• **Work to complete**
The answer must be every line of the data that holds the word "hidden".

##### Material to process #####

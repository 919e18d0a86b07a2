//! Causal self-attention.
//!
//! Standard GPT-2 attention: fused Q/K/V projection (one linear, 3 × hidden),
//! additive causal mask, softmax over the last dimension, output projection.
//! Positions come from the model's learned position table, so there is no
//! rotary machinery here.

use candle_core::{DType, IndexOp, Result, Tensor};
use candle_nn::ops::softmax_last_dim;
use candle_nn::{linear, Linear, Module, VarBuilder};

use drivetrain_common::TrainConfig;

/// Additive causal mask of shape `(seq_len, seq_len)`: 0 on and below the
/// diagonal, −∞ above it.
fn causal_mask(seq_len: usize, dtype: DType, device: &candle_core::Device) -> Result<Tensor> {
    let mask: Vec<f32> = (0..seq_len)
        .flat_map(|i| (0..seq_len).map(move |j| if j > i { f32::NEG_INFINITY } else { 0.0 }))
        .collect();
    Tensor::from_slice(&mask, (seq_len, seq_len), device)?.to_dtype(dtype)
}

/// Multi-head causal self-attention.
pub struct CausalSelfAttention {
    qkv: Linear,
    proj: Linear,
    num_heads: usize,
    head_dim: usize,
    scale: f64,
}

impl CausalSelfAttention {
    pub fn new(config: &TrainConfig, vb: VarBuilder) -> Result<Self> {
        let hidden = config.hidden_size;
        let qkv = linear(hidden, 3 * hidden, vb.pp("qkv"))?;
        let proj = linear(hidden, hidden, vb.pp("proj"))?;
        let head_dim = config.head_dim();
        Ok(Self {
            qkv,
            proj,
            num_heads: config.num_heads,
            head_dim,
            scale: 1.0 / (head_dim as f64).sqrt(),
        })
    }

    pub fn forward(&self, x: &Tensor) -> Result<Tensor> {
        let (b, t, hidden) = x.dims3()?;

        // Fused projection, then split into per-head Q, K, V.
        let qkv = self.qkv.forward(x)?;
        let qkv = qkv.reshape((b, t, 3, self.num_heads, self.head_dim))?;
        let qkv = qkv.permute((0, 2, 3, 1, 4))?; // (b, 3, heads, t, head_dim)
        let q = qkv.i((.., 0))?.contiguous()?;
        let k = qkv.i((.., 1))?.contiguous()?;
        let v = qkv.i((.., 2))?.contiguous()?;

        // Scaled dot-product with the causal mask.
        let scores = (q.matmul(&k.t()?)? * self.scale)?;
        let mask = causal_mask(t, scores.dtype(), scores.device())?;
        let att = softmax_last_dim(&scores.broadcast_add(&mask)?)?;

        let y = att.matmul(&v)?; // (b, heads, t, head_dim)
        let y = y.transpose(1, 2)?.contiguous()?.reshape((b, t, hidden))?;
        self.proj.forward(&y)
    }
}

#####

• **Answer below**
//! Standard GPT-2 attention: fused Q/K/V projection (one linear, 3 × hidden),
        let hidden = config.hidden_size;
        let qkv = linear(hidden, 3 * hidden, vb.pp("qkv"))?;
        let proj = linear(hidden, hidden, vb.pp("proj"))?;
        let (b, t, hidden) = x.dims3()?;
        let y = y.transpose(1, 2)?.contiguous()?.reshape((b, t, hidden))?;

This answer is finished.